I frowned. Was I getting another kook in on this? 'We'll be taking her up to synchronous orbit. A satellite repair flight.'

Canfield rubbed his jaw thoughtfully. 'Lot of junk up there. Which one do you plan to retrieve?'

I smiled. 'I don't plan to retrieve anything. It'll be an in-orbit modification, which we'll discuss nearer our launch date.' I took a moment to eyeball the shuttle again. 'I'm putting you in charge of hiring the right people as of now.'

'Okay. Everyone's files are still in the office. I'll call the good ones back.' He jerked a thumb toward

Starfinder

. 'Her lifting tanks are still in Guatemala. Turner refused to bribe the local bureaucrats after the last flight. Other than that, we'll probably need a lead time of five month-'

'Can't,' I said. 'Five weeks max. We launch on New Year's Eve.'

He gulped audibly. 'Okay. Umm... five weeks.' He withdrew a small, bent notebook and a pen from his flight suit. 'December thirty-one, nineteen ninety-nine. Hour to be determined.' He looked up from the notepad. 'Say-you're not involved with those ads I've been hearing on the radio, are you?'

'Open conspiracy,' Ann muttered, looking away.
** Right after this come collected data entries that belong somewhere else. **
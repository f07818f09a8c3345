//! 配置管理模块
//!
//! 两层配置：
//! - `AppConfig`：进程引导配置，TOML 文件存储，遵循 XDG 规范
//!   （Linux: ~/.config/workmode/Workmode/config.toml）
//! - `Settings`：用户设置实体，整体以 JSON 存放在存储的 sync 命名空间，
//!   读取时经过统一的规范化步骤（缺省分类表、保底 "other" 分类）。

use anyhow::{anyhow, Result};
use directories::ProjectDirs;
use serde::{Deserialize, Serialize};
use std::collections::BTreeMap;
use std::fmt;
use std::fs;
use std::path::PathBuf;
use tracing::{debug, info, warn};

use crate::ledger::Range;
use crate::store::{Namespace, Store};

/// sync 命名空间中设置实体的键
pub const SETTINGS_KEY: &str = "settings";

/// 粗粒度伞类别
#[derive(Debug, Clone, Copy, PartialEq, Eq, PartialOrd, Ord, Hash, Serialize, Deserialize)]
#[serde(rename_all = "lowercase")]
pub enum Umbrella {
    Work,
    Rest,
    Other,
}

impl fmt::Display for Umbrella {
    fn fmt(&self, f: &mut fmt::Formatter<'_>) -> fmt::Result {
        match self {
            Umbrella::Work => write!(f, "work"),
            Umbrella::Rest => write!(f, "rest"),
            Umbrella::Other => write!(f, "other"),
        }
    }
}

/// 细分类配置项
#[derive(Debug, Clone, PartialEq, Eq, Serialize, Deserialize)]
pub struct CategoryConfig {
    pub name: String,
    pub umbrella: Umbrella,
}

impl CategoryConfig {
    pub fn new(name: &str, umbrella: Umbrella) -> Self {
        Self {
            name: name.to_string(),
            umbrella,
        }
    }
}

/// 休息提醒策略参数
#[derive(Debug, Clone, Serialize, Deserialize)]
#[serde(rename_all = "camelCase")]
pub struct FocusPolicy {
    #[serde(default = "default_policy_enabled")]
    pub enabled: bool,
    #[serde(default = "default_soft_after_min")]
    pub soft_after_min: u32,
    #[serde(default = "default_hard_after_min")]
    pub hard_after_min: u32,
    #[serde(default = "default_cooldown_min")]
    pub cooldown_min: u32,
    #[serde(default = "default_daily_max")]
    pub daily_max: u32,
}

fn default_policy_enabled() -> bool {
    true
}
fn default_soft_after_min() -> u32 {
    5
}
fn default_hard_after_min() -> u32 {
    15
}
fn default_cooldown_min() -> u32 {
    10
}
fn default_daily_max() -> u32 {
    8
}

impl Default for FocusPolicy {
    fn default() -> Self {
        Self {
            enabled: default_policy_enabled(),
            soft_after_min: default_soft_after_min(),
            hard_after_min: default_hard_after_min(),
            cooldown_min: default_cooldown_min(),
            daily_max: default_daily_max(),
        }
    }
}

/// 用户设置实体
///
/// 与持久化格式一一对应（camelCase 键），任何字段缺失都有默认值。
#[derive(Debug, Clone, Serialize, Deserialize)]
#[serde(rename_all = "camelCase", default)]
pub struct Settings {
    /// 周期统计的总开关
    pub enabled: bool,
    /// 定时器周期（分钟），同时是休息提醒阈值的来源
    pub interval_minutes: u32,
    /// Gemini API 密钥，空串表示未配置远程推理
    pub api_key: String,
    /// 首选模型名
    pub model: String,
    /// 细分类与伞类别的有序配置
    pub categories_config: Vec<CategoryConfig>,
    /// IANA 时区标识符
    pub time_zone: String,
    /// 域名到分类名的学习规则
    pub learned_rules: BTreeMap<String, String>,
    /// 分类显示颜色（仅展示层使用）
    pub category_colors: BTreeMap<String, String>,
    /// 饼图默认时间范围
    pub pie_range: Range,
    /// 是否显示分类明细表
    pub show_category_table: bool,
    /// 域名对列表是否折叠
    pub pairs_collapsed: bool,
    /// 休息提醒策略
    pub focus_policy: FocusPolicy,
}

impl Default for Settings {
    fn default() -> Self {
        Self {
            enabled: true,
            interval_minutes: 5,
            api_key: String::new(),
            model: "gemini-2.0-flash".to_string(),
            categories_config: Self::default_categories(),
            time_zone: "America/Chicago".to_string(),
            learned_rules: BTreeMap::new(),
            category_colors: BTreeMap::new(),
            pie_range: Range::OneDay,
            show_category_table: true,
            pairs_collapsed: false,
            focus_policy: FocusPolicy::default(),
        }
    }
}

impl Settings {
    /// 内建默认分类表
    pub fn default_categories() -> Vec<CategoryConfig> {
        vec![
            CategoryConfig::new("work", Umbrella::Work),
            CategoryConfig::new("study", Umbrella::Work),
            CategoryConfig::new("utility", Umbrella::Work),
            CategoryConfig::new("social", Umbrella::Rest),
            CategoryConfig::new("entertainment", Umbrella::Rest),
            CategoryConfig::new("other", Umbrella::Other),
        ]
    }

    /// 从存储加载设置（不存在则返回默认值），并做统一规范化
    pub fn load(store: &Store) -> Result<Self> {
        let mut settings: Settings = store
            .get(Namespace::Sync, SETTINGS_KEY)?
            .unwrap_or_default();
        settings.normalize();
        Ok(settings)
    }

    /// 持久化设置实体
    pub fn save(&self, store: &Store) -> Result<()> {
        store.set(Namespace::Sync, SETTINGS_KEY, self)?;
        debug!("Settings saved");
        Ok(())
    }

    /// 加载时的规范化：空分类表替换为默认表，保证存在 "other" 分类
    pub fn normalize(&mut self) {
        if self.categories_config.is_empty() {
            self.categories_config = Self::default_categories();
        }
        let has_other = self
            .categories_config
            .iter()
            .any(|c| c.name.eq_ignore_ascii_case("other"));
        if !has_other {
            warn!("Category config lacks 'other', appending fallback entry");
            self.categories_config
                .push(CategoryConfig::new("other", Umbrella::Other));
        }
    }

    /// 细分类名到伞类别的映射（大小写不敏感，未命中归 Other）
    pub fn map_to_umbrella(&self, fine: &str) -> Umbrella {
        self.categories_config
            .iter()
            .find(|c| c.name.eq_ignore_ascii_case(fine))
            .map(|c| c.umbrella)
            .unwrap_or(Umbrella::Other)
    }

    /// 按大小写不敏感匹配返回配置中的规范分类名
    pub fn canonical_category(&self, name: &str) -> Option<&str> {
        self.categories_config
            .iter()
            .find(|c| c.name.eq_ignore_ascii_case(name))
            .map(|c| c.name.as_str())
    }

    /// 全部配置的分类名（保持配置顺序）
    pub fn category_names(&self) -> Vec<&str> {
        self.categories_config.iter().map(|c| c.name.as_str()).collect()
    }

    /// rest 伞下的分类名
    pub fn rest_categories(&self) -> Vec<&str> {
        self.categories_config
            .iter()
            .filter(|c| c.umbrella == Umbrella::Rest)
            .map(|c| c.name.as_str())
            .collect()
    }
}

/// 存储引导配置
#[derive(Debug, Clone, Default, Serialize, Deserialize)]
pub struct StorageConfig {
    /// 数据目录覆盖，未设置时使用 XDG 数据目录
    #[serde(default)]
    pub data_dir: Option<PathBuf>,
}

/// 应用引导配置（顶层结构）
#[derive(Debug, Clone, Default, Serialize, Deserialize)]
pub struct AppConfig {
    /// 数据存储配置
    #[serde(default)]
    pub storage: StorageConfig,
}

impl AppConfig {
    /// 获取配置目录路径
    pub fn config_dir() -> Result<PathBuf> {
        if let Some(proj_dirs) = ProjectDirs::from("com", "workmode", "Workmode") {
            Ok(proj_dirs.config_dir().to_path_buf())
        } else {
            // 回退到 ~/.workmode
            let home = dirs::home_dir().ok_or_else(|| anyhow!("Cannot find home directory"))?;
            Ok(home.join(".workmode"))
        }
    }

    /// 获取配置文件完整路径
    pub fn config_path() -> Result<PathBuf> {
        Ok(Self::config_dir()?.join("config.toml"))
    }

    /// 从文件加载配置
    ///
    /// 如果文件不存在，返回默认配置并创建文件
    pub fn load() -> Result<Self> {
        let path = Self::config_path()?;
        debug!("Loading config from: {}", path.display());

        if path.exists() {
            let content = fs::read_to_string(&path)?;
            let config: Self = toml::from_str(&content).map_err(|e| {
                warn!("Failed to parse config file: {}, using defaults", e);
                e
            })?;
            info!("Config loaded from: {}", path.display());
            Ok(config)
        } else {
            info!("Config file not found, creating default at: {}", path.display());
            let config = Self::default();
            config.save()?;
            Ok(config)
        }
    }

    /// 保存配置到文件
    pub fn save(&self) -> Result<()> {
        let path = Self::config_path()?;
        let dir = path.parent().ok_or_else(|| anyhow!("Invalid config path"))?;

        if !dir.exists() {
            fs::create_dir_all(dir)?;
            debug!("Created config directory: {}", dir.display());
        }

        let content = toml::to_string_pretty(self)?;
        fs::write(&path, &content)?;

        // 设置文件权限 (Unix only) - 仅用户可读写
        #[cfg(unix)]
        {
            use std::os::unix::fs::PermissionsExt;
            let mut perms = fs::metadata(&path)?.permissions();
            perms.set_mode(0o600);
            fs::set_permissions(&path, perms)?;
        }

        info!("Config saved to: {}", path.display());
        Ok(())
    }
}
'Something about God dying on January first?'

I kept my mouth shut.

'Are they serious about killing God?' he asked.

'Were you?' I said.

We left him staring at us, his face a puzzled field of thought.

18

Magick

I spent more and more time either accessing information on plaques or sitting in the library in Old Downtown. I preferred being at the library. Sitting there in bad lighting, wedged between stacks of real books and old drunks, I absorbed all I could about religion, psychology, ESP, drugs....

Each previous assassination had required extensive research and planning. This one turned out to be no different. The preliminaries usually consisted of surveillance-watching the victim to gain knowledge of his routines.

In this case, the Victim was well hidden. When it came time for the confrontation, I'd have to be ready for any possibility.

I had just finished scanning a book-the umpteenth by yet another illiterate who claimed he was able 'to intimately contact' the Holy Spirit that was sending UFOs to tell us to eat wheat germ and bean sprouts and refrain from sex, profit, and other base urges.

I threw the book against a stack to my left. Nut literature toppled, spilling across the worn table. Another library patron, using a sack of plain-wrap gin for a pillow, roused a bit to eye me blearily.

I realized that I still didn't believe the crap.

The thought hit me like a set of knucks. Here I was up against God Almighty-encountering portents in the sky, priests bent on mayhem, and satanic rites amidst nuclear rubble.

And I still didn't believe that God was anywhere to be found.